About fifteen family members gathered for the weekend, bringing tents and food. My brother brought his sailboat so that he and my father could take several long sails on the river. Red-haired Niece and her boyfriend brought their dog and their motorboat: I went out on the river with them for the fun of leaping off the boat into the deep, clear water. We ate corn on the cob that had been picked that morning, we swam in the afternoon, and we sat by the fire in the evening, enjoying the absence of the mosquitoes.

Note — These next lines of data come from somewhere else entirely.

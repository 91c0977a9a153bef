// Material registry
//
// Owns the default textures and samplers, the canonical material
// descriptor layout, and the opaque/transparent mesh pipelines. A
// material instance is a pass class, a pipeline, and one descriptor
// set per frame slot binding the factor range plus the image slots.

use ash::vk;
use cgmath::{Matrix4, Vector4};

use crate::descriptor::{DescAllocator, DescLayoutBuilder, DescLayoutCache, DescWriter, PoolSizeRatio};
use crate::device::Device;
use crate::pipeline::{create_mesh_shaders, BlendMode, PipelineBuilder, PipelineCache};
use crate::resource::{AllocatedBuffer, AllocatedImage, Allocator, HostBufferUse};
use crate::{Result, SquallError};

/// Which pass a material renders in.
#[repr(u8)]
#[derive(Copy, Clone, Debug, PartialEq, Eq)]
pub enum MaterialPass {
    Opaque,
    Transparent,
}

/// Per-draw push constants for the mesh pass.
///
/// The world matrix sits at offset 0 for the vertex stage, the
/// vertex buffer device address right behind it.
#[repr(C)]
#[derive(Copy, Clone)]
pub struct GpuDrawPushConstants {
    pub world_matrix: Matrix4<f32>,
    pub vertex_buffer: vk::DeviceAddress,
}

/// The std140 uniform block backing one material.
///
/// colorFactors multiplies the base color texture; the metal-rough
/// vector keeps metallic in x and roughness in y. Emissive drives
/// the point light export. Padded out to a 256 byte stride so
/// per-material ranges satisfy the uniform offset alignment.
#[repr(C)]
#[derive(Copy, Clone)]
pub struct MaterialConstants {
    pub color_factors: Vector4<f32>,
    pub metal_rough_factors: Vector4<f32>,
    pub emissive_factors: Vector4<f32>,
    pub extra: [Vector4<f32>; 13],
}
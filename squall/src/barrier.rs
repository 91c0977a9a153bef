// Image layout transition policy
//
// Every layout change in the renderer goes through one fixed table
// mapping (old layout, new layout) onto the stage and access masks
// for the barrier. A pair that is not in the table is a programming
// error, not something to paper over with ALL_COMMANDS.

use ash::vk;
use lazy_static::lazy_static;
use std::collections::HashMap;

use crate::device::Device;
use crate::{Result, SquallError};

/// The resolved masks for one transition pair.
#[derive(Copy, Clone, Debug)]
pub struct TransitionMasks {
    pub src_stage: vk::PipelineStageFlags2,
    pub src_access: vk::AccessFlags2,
    pub dst_stage: vk::PipelineStageFlags2,
    pub dst_access: vk::AccessFlags2,
}

lazy_static! {
    /// The transitions this renderer performs. Sources and
    /// destinations follow the frame driver's pass ordering:
    /// compute background, geometry, blit-to-swapchain, overlay,
    /// present, plus the staging/mipmap path.
    static ref TRANSITION_TABLE: HashMap<(vk::ImageLayout, vk::ImageLayout), TransitionMasks> = {
        use vk::AccessFlags2 as A;
        use vk::ImageLayout as L;
        use vk::PipelineStageFlags2 as S;

        let mut map = HashMap::new();
        let mut add = |old, new, masks| {
            map.insert((old, new), masks);
        };

        // staging uploads
        add(
            L::UNDEFINED,
            L::TRANSFER_DST_OPTIMAL,
            TransitionMasks {
                src_stage: S::TOP_OF_PIPE,
                src_access: A::empty(),
                dst_stage: S::TRANSFER,
                dst_access: A::TRANSFER_WRITE,
            },
        );
        add(
            L::TRANSFER_DST_OPTIMAL,
            L::SHADER_READ_ONLY_OPTIMAL,
            TransitionMasks {
                src_stage: S::TRANSFER,
                src_access: A::TRANSFER_WRITE,
                dst_stage: S::FRAGMENT_SHADER | S::COMPUTE_SHADER,
                dst_access: A::SHADER_READ,
            },
        );
        // mip chain generation blits level i into level i+1
        add(
            L::TRANSFER_DST_OPTIMAL,
            L::TRANSFER_SRC_OPTIMAL,
            TransitionMasks {
                src_stage: S::TRANSFER,
                src_access: A::TRANSFER_WRITE,
                dst_stage: S::TRANSFER,
                dst_access: A::TRANSFER_READ,
            },
        );
        add(
            L::TRANSFER_SRC_OPTIMAL,
            L::SHADER_READ_ONLY_OPTIMAL,
            TransitionMasks {
                src_stage: S::TRANSFER,
                src_access: A::TRANSFER_READ,
                dst_stage: S::FRAGMENT_SHADER | S::COMPUTE_SHADER,
                dst_access: A::SHADER_READ,
            },
        );

        // compute background writes the draw image in GENERAL
        add(
            L::UNDEFINED,
            L::GENERAL,
            TransitionMasks {
                src_stage: S::TOP_OF_PIPE,
                src_access: A::empty(),
                dst_stage: S::COMPUTE_SHADER,
                dst_access: A::SHADER_WRITE,
            },
        );
        add(
            L::GENERAL,
            L::COLOR_ATTACHMENT_OPTIMAL,
            TransitionMasks {
                src_stage: S::COMPUTE_SHADER,
                src_access: A::SHADER_WRITE,
                dst_stage: S::COLOR_ATTACHMENT_OUTPUT,
                dst_access: A::COLOR_ATTACHMENT_WRITE | A::COLOR_ATTACHMENT_READ,
            },
        );

        // depth target is reinitialized every frame
        add(
            L::UNDEFINED,
            L::DEPTH_ATTACHMENT_OPTIMAL,
            TransitionMasks {
                src_stage: S::TOP_OF_PIPE,
                src_access: A::empty(),
                dst_stage: S::EARLY_FRAGMENT_TESTS | S::LATE_FRAGMENT_TESTS,
                dst_access: A::DEPTH_STENCIL_ATTACHMENT_WRITE | A::DEPTH_STENCIL_ATTACHMENT_READ,
            },
        );

        // geometry output becomes the blit source
        add(
            L::COLOR_ATTACHMENT_OPTIMAL,
            L::TRANSFER_SRC_OPTIMAL,
            TransitionMasks {
                src_stage: S::COLOR_ATTACHMENT_OUTPUT,
                src_access: A::COLOR_ATTACHMENT_WRITE,
                dst_stage: S::TRANSFER,
                dst_access: A::TRANSFER_READ,
            },
        );
        // the swapchain image takes the blit then the overlay pass
        add(
            L::TRANSFER_DST_OPTIMAL,
            L::COLOR_ATTACHMENT_OPTIMAL,
            TransitionMasks {
                src_stage: S::TRANSFER,
                src_access: A::TRANSFER_WRITE,
                dst_stage: S::COLOR_ATTACHMENT_OUTPUT,
                dst_access: A::COLOR_ATTACHMENT_WRITE | A::COLOR_ATTACHMENT_READ,
            },
        );
        add(
            L::COLOR_ATTACHMENT_OPTIMAL,
            L::PRESENT_SRC_KHR,
            TransitionMasks {
                src_stage: S::COLOR_ATTACHMENT_OUTPUT,
                src_access: A::COLOR_ATTACHMENT_WRITE,
                dst_stage: S::BOTTOM_OF_PIPE,
                dst_access: A::empty(),
            },
        );

        map
    };
}

/// Resolve the stage and access masks for a transition.
///
/// Unhandled pairs are contract violations and surface as errors so
/// they are caught during development rather than becoming silent
/// hazards.
pub fn transition_masks(
    old: vk::ImageLayout,
    new: vk::ImageLayout,
) -> Result<TransitionMasks> {
    TRANSITION_TABLE
        .get(&(old, new))
        .copied()
        .ok_or_else(|| {
            log::error!("No layout transition handler for {:?} -> {:?}", old, new);
            SquallError::INVALID_TRANSITION
        })
}

/// The aspect mask an image is accessed through, derived from the
/// layout it is entering.
pub(crate) fn aspect_for_layout(new: vk::ImageLayout) -> vk::ImageAspectFlags {
    match new {
        vk::ImageLayout::DEPTH_ATTACHMENT_OPTIMAL
        | vk::ImageLayout::DEPTH_STENCIL_ATTACHMENT_OPTIMAL => vk::ImageAspectFlags::DEPTH,
        _ => vk::ImageAspectFlags::COLOR,
    }
}

/// Transitions `image` from `old` to `new` using `cbuf`
///
/// Images need to be manually moved between layouts. The stage and
/// access masks come from the fixed table above, the aspect mask from
/// the destination layout.
pub(crate) fn transition_image(
    dev: &Device,
    cbuf: vk::CommandBuffer,
    image: vk::Image,
    old: vk::ImageLayout,
    new: vk::ImageLayout,
    mip_levels: u32,
) -> Result<()> {
    transition_image_range(dev, cbuf, image, old, new, 0, mip_levels)
}

/// Same as `transition_image`, but for a mip sub-range. The mipmap
/// generator uses this to walk the chain one level at a time.
pub(crate) fn transition_image_range(
    dev: &Device,
    cbuf: vk::CommandBuffer,
    image: vk::Image,
    old: vk::ImageLayout,
    new: vk::ImageLayout,
    base_mip: u32,
    mip_levels: u32,
) -> Result<()> {
    let masks = transition_masks(old, new)?;

    let barrier = vk::ImageMemoryBarrier2::builder()
        .image(image)
        .old_layout(old)
        .new_layout(new)
        .src_stage_mask(masks.src_stage)
        .src_access_mask(masks.src_access)
        .dst_stage_mask(masks.dst_stage)
        .dst_access_mask(masks.dst_access)
        .src_queue_family_index(vk::QUEUE_FAMILY_IGNORED)
        .dst_queue_family_index(vk::QUEUE_FAMILY_IGNORED)
        .subresource_range(
            vk::ImageSubresourceRange::builder()
                .aspect_mask(aspect_for_layout(new))
                .base_mip_level(base_mip)
                .level_count(mip_levels)
                .base_array_layer(0)
                .layer_count(1)
                .build(),
        )
        .build();

    let barriers = [barrier];
    let dep_info = vk::DependencyInfo::builder()
        .image_memory_barriers(&barriers)
        .build();

    unsafe {
        dev.dev.cmd_pipeline_barrier2(cbuf, &dep_info);
    }

    Ok(())
}
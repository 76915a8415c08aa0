/// Shared HTTP plumbing for the provider clients: per-provider rate
/// limiting with exponential backoff, and the reqwest wrapper that
/// classifies upstream failures.
use reqwest::{Client, StatusCode};
use serde::de::DeserializeOwned;
use std::collections::HashMap;
use std::future::Future;
use std::sync::Arc;
use std::time::Duration;

use crate::cache::store::CacheStore;
use crate::config::{BackoffSettings, RateLimitConfig};
use crate::errors::SourceError;
use crate::logger::{self, LogTag};

// ============================================================================
// RATE LIMITER
// ============================================================================

/// Tracks per-provider request counts in fixed wall-clock windows.
///
/// Counters live in the shared store under `rate:{provider}:{minute}`;
/// the minute in the key makes buckets reset naturally without cleanup.
/// Providers without a configured limit are unlimited, and store failures
/// count as available capacity (rate limiting is best effort).
pub struct RateLimiter {
    store: Arc<dyn CacheStore>,
    limits: HashMap<String, RateLimitConfig>,
    backoff: BackoffSettings,
}

impl RateLimiter {
    pub fn new(
        store: Arc<dyn CacheStore>,
        limits: HashMap<String, RateLimitConfig>,
        backoff: BackoffSettings,
    ) -> Self {
        Self {
            store,
            limits,
            backoff,
        }
    }

    fn bucket_key(provider: &str) -> String {
        let minute = chrono::Utc::now().timestamp_millis() / 60_000;
        format!("rate:{}:{}", provider, minute)
    }

    /// Whether the provider's current window still has capacity.
    pub async fn try_reserve(&self, provider: &str) -> bool {
        let Some(limit) = self.limits.get(provider) else {
            return true;
        };

        match self.store.get(&Self::bucket_key(provider)).await {
            Ok(Some(count)) => count
                .parse::<i64>()
                .map(|used| used < i64::from(limit.max))
                .unwrap_or(true),
            Ok(None) => true,
            Err(err) => {
                logger::warning(
                    LogTag::Api,
                    &format!("rate counter read failed for {}: {}", provider, err),
                );
                true
            }
        }
    }

    /// Count one request against the provider's current window. The first
    /// increment of a bucket arms its expiry.
    async fn record_request(&self, provider: &str) {
        let Some(limit) = self.limits.get(provider) else {
            return;
        };

        let key = Self::bucket_key(provider);
        match self.store.incr(&key).await {
            Ok(1) => {
                if let Err(err) = self
                    .store
                    .expire(&key, Duration::from_millis(limit.window_ms))
                    .await
                {
                    logger::warning(
                        LogTag::Api,
                        &format!("failed to arm rate bucket {}: {}", key, err),
                    );
                }
            }
            Ok(_) => {}
            Err(err) => {
                logger::warning(
                    LogTag::Api,
                    &format!("rate counter increment failed for {}: {}", provider, err),
                );
            }
        }
    }

    /// Remaining capacity in the current window, `None` when unlimited.
    pub async fn remaining_requests(&self, provider: &str) -> Option<u32> {
        let limit = self.limits.get(provider)?;

        let used = match self.store.get(&Self::bucket_key(provider)).await {
            Ok(Some(count)) => count.parse::<u32>().unwrap_or(0),
            _ => 0,
        };
        Some(limit.max.saturating_sub(used))
    }

    /// Run `operation`, reserving window capacity first and retrying
    /// rate-limit failures with exponential backoff. Any other failure
    /// propagates immediately.
    pub async fn execute_with_backoff<T, F, Fut>(
        &self,
        provider: &str,
        mut operation: F,
    ) -> Result<T, SourceError>
    where
        F: FnMut() -> Fut,
        Fut: Future<Output = Result<T, SourceError>>,
    {
        for attempt in 0..self.backoff.max_retries {
            if self.try_reserve(provider).await {
                self.record_request(provider).await;

                match operation().await {
                    Ok(value) => return Ok(value),
                    Err(err) if err.is_rate_limit() => {
                        let delay = backoff_delay(&self.backoff, attempt);
                        logger::warning(
                            LogTag::Api,
                            &format!(
                                "{} rate limited upstream, retrying in {}ms",
                                provider,
                                delay.as_millis()
                            ),
                        );
                        tokio::time::sleep(delay).await;
                    }
                    Err(err) => return Err(err),
                }
            } else {
                let delay = backoff_delay(&self.backoff, attempt);
                logger::warning(
                    LogTag::Api,
                    &format!(
                        "request window exhausted for {}, waiting {}ms",
                        provider,
                        delay.as_millis()
                    ),
                );
                tokio::time::sleep(delay).await;
            }
        }

        Err(SourceError::MaxRetriesExceeded {
            provider: provider.to_string(),
        })
    }
}

/// Delay before the retry following attempt `attempt` (zero-based):
/// `initial * multiplier^attempt`, capped at the configured maximum.
pub fn backoff_delay(settings: &BackoffSettings, attempt: u32) -> Duration {
    let factor = u64::from(settings.multiplier).saturating_pow(attempt);
    let ms = settings
        .initial_delay_ms
        .saturating_mul(factor)
        .min(settings.max_delay_ms);
    Duration::from_millis(ms)
}

// ============================================================================
// HTTP CLIENT
// ============================================================================

/// Thin reqwest wrapper: JSON GET with a per-request timeout, mapping
/// HTTP 429 to the retryable rate-limit error.
pub struct HttpClient {
    client: Client,
    timeout: Duration,
}

impl HttpClient {
    pub fn new(timeout: Duration) -> Result<Self, SourceError> {
        let client = Client::builder()
            .timeout(timeout)
            .build()
            .map_err(|err| SourceError::Network(err.to_string()))?;

        Ok(Self { client, timeout })
    }

    pub async fn get_json<T: DeserializeOwned>(
        &self,
        url: &str,
        headers: &[(&str, &str)],
    ) -> Result<T, SourceError> {
        let mut request = self.client.get(url).timeout(self.timeout);
        for (name, value) in headers {
            request = request.header(*name, *value);
        }

        let response = request
            .send()
            .await
            .map_err(|err| SourceError::Network(err.to_string()))?;

        let status = response.status();
        if status == StatusCode::TOO_MANY_REQUESTS {
            let retry_after = response
                .headers()
                .get("retry-after")
                .and_then(|value| value.to_str().ok())
                .and_then(|value| value.parse().ok());
            return Err(SourceError::RateLimited {
                status: status.as_u16(),
                retry_after,
            });
        }

        if !status.is_success() {
            let body = response.text().await.unwrap_or_default();
            return Err(SourceError::Http {
                status: status.as_u16(),
                body,
            });
        }

        response
            .json::<T>()
            .await
            .map_err(|err| SourceError::Network(err.to_string()))
    }
}

#[cfg(test)]
mod tests {
    use super::*;
    use crate::cache::store::MemoryStore;
    use std::sync::atomic::{AtomicU32, Ordering};

    fn fast_backoff() -> BackoffSettings {
        BackoffSettings {
            initial_delay_ms: 1,
            max_retries: 5,
            multiplier: 2,
            max_delay_ms: 8,
        }
    }

    fn limiter(limits: HashMap<String, RateLimitConfig>) -> RateLimiter {
        RateLimiter::new(Arc::new(MemoryStore::new()), limits, fast_backoff())
    }

    fn limited(provider: &str, max: u32) -> HashMap<String, RateLimitConfig> {
        HashMap::from([(
            provider.to_string(),
            RateLimitConfig {
                max,
                window_ms: 60_000,
            },
        )])
    }

    #[test]
    fn backoff_delays_grow_and_cap() {
        let settings = BackoffSettings {
            initial_delay_ms: 1_000,
            max_retries: 5,
            multiplier: 2,
            max_delay_ms: 32_000,
        };

        let delays: Vec<u64> = (0..7)
            .map(|attempt| backoff_delay(&settings, attempt).as_millis() as u64)
            .collect();

        assert_eq!(delays, vec![1_000, 2_000, 4_000, 8_000, 16_000, 32_000, 32_000]);
        assert!(delays.windows(2).all(|pair| pair[0] <= pair[1]));
    }

    #[tokio::test]
    async fn try_reserve_enforces_window_capacity() {
        let limiter = limiter(limited("dexscreener", 2));

        assert!(limiter.try_reserve("dexscreener").await);
        limiter.record_request("dexscreener").await;
        assert!(limiter.try_reserve("dexscreener").await);
        limiter.record_request("dexscreener").await;

        assert!(!limiter.try_reserve("dexscreener").await);
        assert_eq!(limiter.remaining_requests("dexscreener").await, Some(0));
    }

    #[tokio::test]
    async fn unconfigured_providers_are_unlimited() {
        let limiter = limiter(HashMap::new());

        for _ in 0..100 {
            assert!(limiter.try_reserve("anything").await);
            limiter.record_request("anything").await;
        }
        assert_eq!(limiter.remaining_requests("anything").await, None);
    }

    #[tokio::test]
    async fn rate_limited_operation_retries_until_exhaustion() {
        let limiter = limiter(HashMap::new());
        let attempts = AtomicU32::new(0);

        let outcome: Result<(), SourceError> = limiter
            .execute_with_backoff("jupiter", || {
                attempts.fetch_add(1, Ordering::SeqCst);
                async {
                    Err(SourceError::RateLimited {
                        status: 429,
                        retry_after: None,
                    })
                }
            })
            .await;

        assert_eq!(attempts.load(Ordering::SeqCst), 5);
        assert!(matches!(
            outcome,
            Err(SourceError::MaxRetriesExceeded { provider }) if provider == "jupiter"
        ));
    }

    #[tokio::test]
    async fn non_rate_limit_errors_propagate_immediately() {
        let limiter = limiter(HashMap::new());
        let attempts = AtomicU32::new(0);

        let outcome: Result<(), SourceError> = limiter
            .execute_with_backoff("jupiter", || {
                attempts.fetch_add(1, Ordering::SeqCst);
                async { Err(SourceError::Network("connection reset".to_string())) }
            })
            .await;

        assert_eq!(attempts.load(Ordering::SeqCst), 1);
        assert!(matches!(outcome, Err(SourceError::Network(_))));
    }

    #[tokio::test]
    async fn successful_operation_returns_on_first_attempt() {
        let limiter = limiter(limited("gecko", 10));

        let outcome = limiter
            .execute_with_backoff("gecko", || async { Ok(42) })
            .await;

        assert_eq!(outcome.unwrap(), 42);
        assert_eq!(limiter.remaining_requests("gecko").await, Some(9));
    }

    #[tokio::test]
    async fn exhausted_window_fails_after_retries_without_calling_operation() {
        let limiter = limiter(limited("gecko", 1));
        limiter.record_request("gecko").await;
        let attempts = AtomicU32::new(0);

        let outcome: Result<(), SourceError> = limiter
            .execute_with_backoff("gecko", || {
                attempts.fetch_add(1, Ordering::SeqCst);
                async { Ok(()) }
            })
            .await;

        assert_eq!(attempts.load(Ordering::SeqCst), 0);
        assert!(matches!(
            outcome,
            Err(SourceError::MaxRetriesExceeded { .. })
        ));
    }
}
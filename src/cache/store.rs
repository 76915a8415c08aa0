/// External key-value store boundary.
///
/// The aggregation core treats its cache as an opaque networked service
/// with TTL semantics; `MemoryStore` is the in-process implementation the
/// binary runs with and the one tests inject.
use async_trait::async_trait;
use std::collections::HashMap;
use std::sync::RwLock;
use std::time::{Duration, Instant};

use crate::errors::StoreError;

#[async_trait]
pub trait CacheStore: Send + Sync {
    /// Fetch a raw value, or `None` on miss/expiry.
    async fn get(&self, key: &str) -> Result<Option<String>, StoreError>;

    /// Store a raw value with a time to live. A zero TTL stores without
    /// expiry.
    async fn set(&self, key: &str, value: &str, ttl: Duration) -> Result<(), StoreError>;

    async fn del(&self, key: &str) -> Result<(), StoreError>;

    /// Delete every key matching a `prefix*` pattern.
    async fn scan_delete(&self, pattern: &str) -> Result<(), StoreError>;

    /// Atomically increment an integer value, creating it at 1.
    /// An existing TTL is preserved.
    async fn incr(&self, key: &str) -> Result<i64, StoreError>;

    /// (Re)set the remaining time to live of an existing key.
    async fn expire(&self, key: &str, ttl: Duration) -> Result<(), StoreError>;

    async fn ping(&self) -> Result<(), StoreError>;
}

struct Entry {
    value: String,
    expires_at: Option<Instant>,
}

impl Entry {
    fn is_expired(&self) -> bool {
        self.expires_at.is_some_and(|deadline| Instant::now() >= deadline)
    }
}

/// Thread-safe in-memory TTL store. Expired entries are dropped lazily on
/// access.
#[derive(Default)]
pub struct MemoryStore {
    entries: RwLock<HashMap<String, Entry>>,
}

impl MemoryStore {
    pub fn new() -> Self {
        Self::default()
    }

    fn deadline(ttl: Duration) -> Option<Instant> {
        if ttl.is_zero() {
            None
        } else {
            Some(Instant::now() + ttl)
        }
    }
}

#[async_trait]
impl CacheStore for MemoryStore {
    async fn get(&self, key: &str) -> Result<Option<String>, StoreError> {
        let mut entries = self.entries.write().unwrap();
        match entries.get(key) {
            Some(entry) if entry.is_expired() => {
                entries.remove(key);
                Ok(None)
            }
            Some(entry) => Ok(Some(entry.value.clone())),
            None => Ok(None),
        }
    }

    async fn set(&self, key: &str, value: &str, ttl: Duration) -> Result<(), StoreError> {
        let mut entries = self.entries.write().unwrap();
        entries.insert(
            key.to_string(),
            Entry {
                value: value.to_string(),
                expires_at: Self::deadline(ttl),
            },
        );
        Ok(())
    }

    async fn del(&self, key: &str) -> Result<(), StoreError> {
        self.entries.write().unwrap().remove(key);
        Ok(())
    }

    async fn scan_delete(&self, pattern: &str) -> Result<(), StoreError> {
        let prefix = pattern.strip_suffix('*').unwrap_or(pattern);
        self.entries
            .write()
            .unwrap()
            .retain(|key, _| !key.starts_with(prefix));
        Ok(())
    }

    async fn incr(&self, key: &str) -> Result<i64, StoreError> {
        let mut entries = self.entries.write().unwrap();
        let (current, expires_at) = match entries.get(key) {
            Some(entry) if !entry.is_expired() => (
                entry.value.parse::<i64>().unwrap_or(0),
                entry.expires_at,
            ),
            _ => (0, None),
        };

        let next = current + 1;
        entries.insert(
            key.to_string(),
            Entry {
                value: next.to_string(),
                expires_at,
            },
        );
        Ok(next)
    }

    async fn expire(&self, key: &str, ttl: Duration) -> Result<(), StoreError> {
        let mut entries = self.entries.write().unwrap();
        if let Some(entry) = entries.get_mut(key) {
            entry.expires_at = Self::deadline(ttl);
        }
        Ok(())
    }

    async fn ping(&self) -> Result<(), StoreError> {
        Ok(())
    }
}

#[cfg(test)]
mod tests {
    use super::*;

    #[tokio::test]
    async fn set_get_roundtrip() {
        let store = MemoryStore::new();
        store.set("key", "value", Duration::from_secs(60)).await.unwrap();

        assert_eq!(store.get("key").await.unwrap().as_deref(), Some("value"));
        assert_eq!(store.get("missing").await.unwrap(), None);
    }

    #[tokio::test]
    async fn entries_expire() {
        let store = MemoryStore::new();
        store.set("key", "value", Duration::from_millis(30)).await.unwrap();

        tokio::time::sleep(Duration::from_millis(60)).await;
        assert_eq!(store.get("key").await.unwrap(), None);
    }

    #[tokio::test]
    async fn incr_counts_and_preserves_expiry() {
        let store = MemoryStore::new();

        assert_eq!(store.incr("counter").await.unwrap(), 1);
        assert_eq!(store.incr("counter").await.unwrap(), 2);

        store.expire("counter", Duration::from_millis(30)).await.unwrap();
        assert_eq!(store.incr("counter").await.unwrap(), 3);

        tokio::time::sleep(Duration::from_millis(60)).await;
        // Expired counter restarts from scratch.
        assert_eq!(store.incr("counter").await.unwrap(), 1);
    }

    #[tokio::test]
    async fn scan_delete_removes_prefix_matches() {
        let store = MemoryStore::new();
        store.set("tokens:base", "a", Duration::ZERO).await.unwrap();
        store.set("tokens:extra", "b", Duration::ZERO).await.unwrap();
        store.set("other", "c", Duration::ZERO).await.unwrap();

        store.scan_delete("tokens:*").await.unwrap();

        assert_eq!(store.get("tokens:base").await.unwrap(), None);
        assert_eq!(store.get("tokens:extra").await.unwrap(), None);
        assert_eq!(store.get("other").await.unwrap().as_deref(), Some("c"));
    }
}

Schoolteacher Niece brought her one-year-old daughter, who had fun playing at the beach. She seems to love water in all forms, whether it’s water to drink or water to play in. When I handed her an empty bucket, she started right down to the dock with the intent of filling it up with water.

Off to get water

I took several leisurely paddles in my little red kayak. I love the river in September when the cattails are high, the water is low, and the creeks are secret, hidden places. I usually start off by paddling as hard as I can against the wind, and then once I’ve gone far enough, I drift with the wind, taking photos and looking down at the water to spot fish swimming through the weeds. When I was a child, I used to spend hours lying on the bow of my father’s sailboat, staring down at the underwater world of mysterious green weeds and imaging the fairy people who probably lived there.

  Into the creek

September 11, 2015

An event in a history book

My first year students are mostly seventeen and eighteen years old. When we talked about the 9/11 terrorist attack, none of them chimed in to say where they'd been or what they remembered. They were just little kids: they don't remember it at all. The kids who grow up in Big City Like No Other have heard about that day from parents and family members, and others learned about it in school, but they don't remember it. They're too young.